Yesterday, we introduced self-care and today we continue with self-knowledge.

Knowledge, mural by Robert Lewis Reid. Second ...

PattyAnne came in knowing what she wanted.  She was sure she was struggling with ADHD.  She could not focus, she had difficulty connecting with others, and she was impulsive.  This was limiting her intimacy with the people she wanted in her life.  PattyAnne had read about ADHD and was relieved thinking that taking a stimulant would improve her that much.

PattyAnne is rich inside, dark chocolate, not white, aromatic and effectively affecting.  Being with her means being touched.  When PattyAnne is good, her fresh aura in our shared space is healing.  Many baffled by this wonder why, when she passes through, they feel so much better.

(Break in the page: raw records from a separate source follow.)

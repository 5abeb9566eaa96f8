//! # Development Control Plane
//!
//! An in-memory HTTP control plane speaking the same wire contract as the real
//! one, for local runs of `deployctl` and for the integration tests.
//!
//! Every job follows the configured [`JobScript`]: a number of long-poll
//! requests answered with `408 Request Timeout`, then a terminal status. On
//! success the scripted outputs are encrypted to the recipient submitted with
//! the job, so the server can hand them out but never read them back.
//!
//! ## Routes
//!
//! | Method | Path                                        | Success |
//! |--------|---------------------------------------------|---------|
//! | POST   | `/orgs/:org/jobs`                           | 201     |
//! | GET    | `/orgs/:org/jobs/:id`                       | 200     |
//! | GET    | `/orgs/:org/jobs/:id/wait`                  | 200/408 |
//! | GET    | `/orgs/:org/jobs/:id/encrypted-outputs`     | 200     |

mod script;

pub use script::{DevServerConfig, JobScript, ScriptedResult};

use std::collections::HashMap;
use std::net::SocketAddr;
use std::sync::atomic::{AtomicUsize, Ordering};
use std::sync::{Arc, Mutex, MutexGuard};

use axum::{
    extract::{Path, State},
    http::{header::AUTHORIZATION, HeaderMap, StatusCode},
    routing::{get, post},
    Json, Router,
};
use chrono::Utc;
use log::{info, warn};
use serde::Serialize;
use tokio::net::TcpListener;
use uuid::Uuid;

use crate::client::transport::IDEMPOTENCY_HEADER;
use crate::common::messages::{CreateJobBody, EncryptedOutputs, Job, JobStatus};
use crate::keys;
use script::DevJob;

#[derive(Serialize)]
struct ErrorResponse {
    error: String,
}

type ApiResult<T> = Result<T, (StatusCode, Json<ErrorResponse>)>;

fn reject(status: StatusCode, error: impl Into<String>) -> (StatusCode, Json<ErrorResponse>) {
    (
        status,
        Json(ErrorResponse {
            error: error.into(),
        }),
    )
}

/// Requests served per endpoint.
#[derive(Debug, Clone, Copy, Default, PartialEq, Eq)]
pub struct RequestCounts {
    pub creates: usize,
    pub waits: usize,
    pub outputs: usize,
    pub gets: usize,
}

#[derive(Default)]
struct Counters {
    creates: AtomicUsize,
    waits: AtomicUsize,
    outputs: AtomicUsize,
    gets: AtomicUsize,
}

#[derive(Default)]
struct Registry {
    jobs: HashMap<String, DevJob>,
    /// Idempotency key to job id
    tokens: HashMap<String, String>,
}

struct AppState {
    config: DevServerConfig,
    registry: Mutex<Registry>,
    counters: Counters,
}

impl AppState {
    // Never held across an await.
    fn registry(&self) -> MutexGuard<'_, Registry> {
        self.registry
            .lock()
            .unwrap_or_else(|poisoned| poisoned.into_inner())
    }

    fn authorize(&self, headers: &HeaderMap) -> ApiResult<()> {
        let Some(token) = &self.config.api_token else {
            return Ok(());
        };

        let expected = format!("Bearer {token}");
        match headers.get(AUTHORIZATION).and_then(|v| v.to_str().ok()) {
            Some(presented) if presented == expected => Ok(()),
            _ => Err(reject(StatusCode::UNAUTHORIZED, "missing or invalid bearer token")),
        }
    }
}

/// Cheap to clone; all clones share the same jobs.
#[derive(Clone)]
pub struct DevControlPlane {
    state: Arc<AppState>,
}

impl DevControlPlane {
    pub fn new(config: DevServerConfig) -> Self {
        Self {
            state: Arc::new(AppState {
                config,
                registry: Mutex::new(Registry::default()),
                counters: Counters::default(),
            }),
        }
    }

    pub fn config(&self) -> &DevServerConfig {
        &self.state.config
    }

    pub fn router(&self) -> Router {
        Router::new()
            .route("/orgs/:org_id/jobs", post(create_job))
            .route("/orgs/:org_id/jobs/:job_id", get(get_job))
            .route("/orgs/:org_id/jobs/:job_id/wait", get(wait_for_job))
            .route(
                "/orgs/:org_id/jobs/:job_id/encrypted-outputs",
                get(encrypted_outputs),
            )
            .with_state(self.state.clone())
    }

    /// Serves on `listener` until the task is dropped or the listener fails.
    pub async fn serve(self, listener: TcpListener) -> std::io::Result<()> {
        let router = self.router();
        axum::serve(listener, router).await
    }

    /// Binds an ephemeral port on localhost and serves in the background.
    pub async fn spawn(&self) -> std::io::Result<SocketAddr> {
        let listener = TcpListener::bind("127.0.0.1:0").await?;
        let addr = listener.local_addr()?;
        let server = self.clone();

        tokio::spawn(async move {
            if let Err(e) = server.serve(listener).await {
                warn!("Development control plane stopped: {}", e);
            }
        });

        info!("🌐 Development control plane listening on http://{}", addr);
        Ok(addr)
    }

    pub fn request_counts(&self) -> RequestCounts {
        let counters = &self.state.counters;
        RequestCounts {
            creates: counters.creates.load(Ordering::SeqCst),
            waits: counters.waits.load(Ordering::SeqCst),
            outputs: counters.outputs.load(Ordering::SeqCst),
            gets: counters.gets.load(Ordering::SeqCst),
        }
    }

    pub fn job_count(&self) -> usize {
        self.state.registry().jobs.len()
    }
}

// ============================================================================
// HANDLERS
// ============================================================================

async fn create_job(
    State(state): State<Arc<AppState>>,
    Path(org_id): Path<String>,
    headers: HeaderMap,
    Json(body): Json<CreateJobBody>,
) -> ApiResult<(StatusCode, Json<Job>)> {
    state.counters.creates.fetch_add(1, Ordering::SeqCst);
    state.authorize(&headers)?;

    let token = headers
        .get(IDEMPOTENCY_HEADER)
        .and_then(|v| v.to_str().ok())
        .ok_or_else(|| reject(StatusCode::BAD_REQUEST, "missing Idempotency-Key header"))?
        .to_string();

    keys::validate_recipient(&body.encrypted_outputs_recipient)
        .map_err(|e| reject(StatusCode::UNPROCESSABLE_ENTITY, e.to_string()))?;

    let mut registry = state.registry();

    if let Some(existing) = registry
        .tokens
        .get(&token)
        .and_then(|id| registry.jobs.get(id))
    {
        info!("🔁 Replayed idempotency key {} -> job {}", token, existing.job.id);
        return Ok((StatusCode::CREATED, Json(existing.job.clone())));
    }

    let job = Job {
        id: Uuid::new_v4().to_string(),
        project_id: body.project_id,
        env_id: body.env_id,
        mode: body.mode,
        status: JobStatus::Pending,
        status_message: None,
        created_at: Utc::now(),
        completed_at: None,
        encrypted_outputs: None,
    };

    info!(
        "📥 Created {} job {} for {}/{}",
        job.mode, job.id, job.project_id, job.env_id
    );

    registry.tokens.insert(token, job.id.clone());
    registry.jobs.insert(
        job.id.clone(),
        DevJob::new(&org_id, job.clone(), body.encrypted_outputs_recipient),
    );

    Ok((StatusCode::CREATED, Json(job)))
}

async fn get_job(
    State(state): State<Arc<AppState>>,
    Path((org_id, job_id)): Path<(String, String)>,
    headers: HeaderMap,
) -> ApiResult<Json<Job>> {
    state.counters.gets.fetch_add(1, Ordering::SeqCst);
    state.authorize(&headers)?;

    let registry = state.registry();
    let entry = lookup(&registry, &org_id, &job_id)?;
    Ok(Json(entry.job.clone()))
}

async fn wait_for_job(
    State(state): State<Arc<AppState>>,
    Path((org_id, job_id)): Path<(String, String)>,
    headers: HeaderMap,
) -> ApiResult<Json<Job>> {
    state.counters.waits.fetch_add(1, Ordering::SeqCst);
    state.authorize(&headers)?;

    let job = {
        let mut registry = state.registry();
        let entry = registry
            .jobs
            .get_mut(&job_id)
            .filter(|entry| entry.org_id == org_id)
            .ok_or_else(|| reject(StatusCode::NOT_FOUND, "job not found"))?;
        entry
            .advance(&state.config.script)
            .map_err(|e| reject(StatusCode::INTERNAL_SERVER_ERROR, e.to_string()))?;
        entry.job.clone()
    };

    if job.status.is_terminal() {
        info!("🏁 Job {} is {}", job.id, job.status);
        return Ok(Json(job));
    }

    tokio::time::sleep(state.config.long_poll_window()).await;
    Err(reject(StatusCode::REQUEST_TIMEOUT, "job still pending"))
}

async fn encrypted_outputs(
    State(state): State<Arc<AppState>>,
    Path((org_id, job_id)): Path<(String, String)>,
    headers: HeaderMap,
) -> ApiResult<Json<EncryptedOutputs>> {
    state.counters.outputs.fetch_add(1, Ordering::SeqCst);
    state.authorize(&headers)?;

    if let Some(status) = state.config.script.outputs_status {
        let status = StatusCode::from_u16(status).unwrap_or(StatusCode::INTERNAL_SERVER_ERROR);
        return Err(reject(status, "scripted outputs failure"));
    }

    let registry = state.registry();
    let entry = lookup(&registry, &org_id, &job_id)?;
    entry
        .encrypted_outputs()
        .map(Json)
        .ok_or_else(|| reject(StatusCode::CONFLICT, format!("job is {}", entry.job.status)))
}

fn lookup<'a>(registry: &'a Registry, org_id: &str, job_id: &str) -> ApiResult<&'a DevJob> {
    registry
        .jobs
        .get(job_id)
        .filter(|entry| entry.org_id == org_id)
        .ok_or_else(|| reject(StatusCode::NOT_FOUND, "job not found"))
}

Consistent with this intensity, when PattyAnne is not good, whatever comes from her is chemical warfare, and we are not safe.  You can leave, but you will always leave touched. Any time with PattyAnne feels like either too much time or too little.  We are wanting: wanting more or wanting less, somehow with PattyAnne, we will never feel satisfied.

This is part of why PattyAnne projected confidence while self-diagnosing.  Her temperament and coping skills predisposed her to do it.  Self-diagnosis in her and others also happen because of fear, lack of trust in their medical provider or defensiveness per their feelings of inequality.

There are good things that come with self-diagnosis to consider.

  1. Self-diagnosis is always informative.  Always.
  2. Clinicians may use it as a tool to build trust.  When not put off by self-diagnosis, clinicians might recognize these opportunities.

The self-knowledge each of us has on either side of the patient-doctor relationship is not inherently dangerous, and consider the inverse.  Clinicians come to the room with their own self-diagnoses as designed by biases and countertransference.  And which clinician is not also a patient?  There is good with bad and we have a choice, as always, within stories within stories….

Patients and clinicians perceive self-knowledge, at least in part, as self-care, and we are right.  Like Dad says, “Knowledge is never wasted.”  How many times have clinicians asked why patients do not try to educate themselves about their disease?  To begrudge them for it is to deny the value of that process and what clinicians also do under the guise of a license to practice.

Any of us can imagine that for both parties, these types of encounters cost emotional and physical energy.  For PattyAnne, we have mentioned already that she came defensive.

For me, I regret the times when I did not own responsibility for my feelings.  When a patient self-diagnosed, I too quickly assumed mal-intent, personalized behaviors and missed my opportunity to benefit from the connection inherent in the patient-doctor relationship.  This is what I wanted to avoid with PattyAnne.

I celebrate, however, these past many months our work on FriendtoYourself.com.  I experience much more pleasure in my profession.  I am even more clinically effective by taking care of myself first; by being present with myself.  My self-care professionally mirrors my personal self-care in that when I am first able to be present with my own self, such as through writing and interacting with you, my online community, I can then be present with my patients.

…I thank you for teaching me and hope we share this exchange for a long time.

When I can be present, I do not have to moralize my perceptions of patients’ behaviors and feelings.  Self-care is not a moral issue.

In the following posts we will discuss more about these terms: presence, moralizing self-care, trust, and the patient-doctor relationship.

Self-Care Tip – Grow your self-knowledge and find what it offers you, in turn, when observing it in others.

Questions:  What has your experience been when you have gone to your clinician with self-knowledge?  How has gaining self-knowledge been a friendly thing to yourself?  Please tell me your story.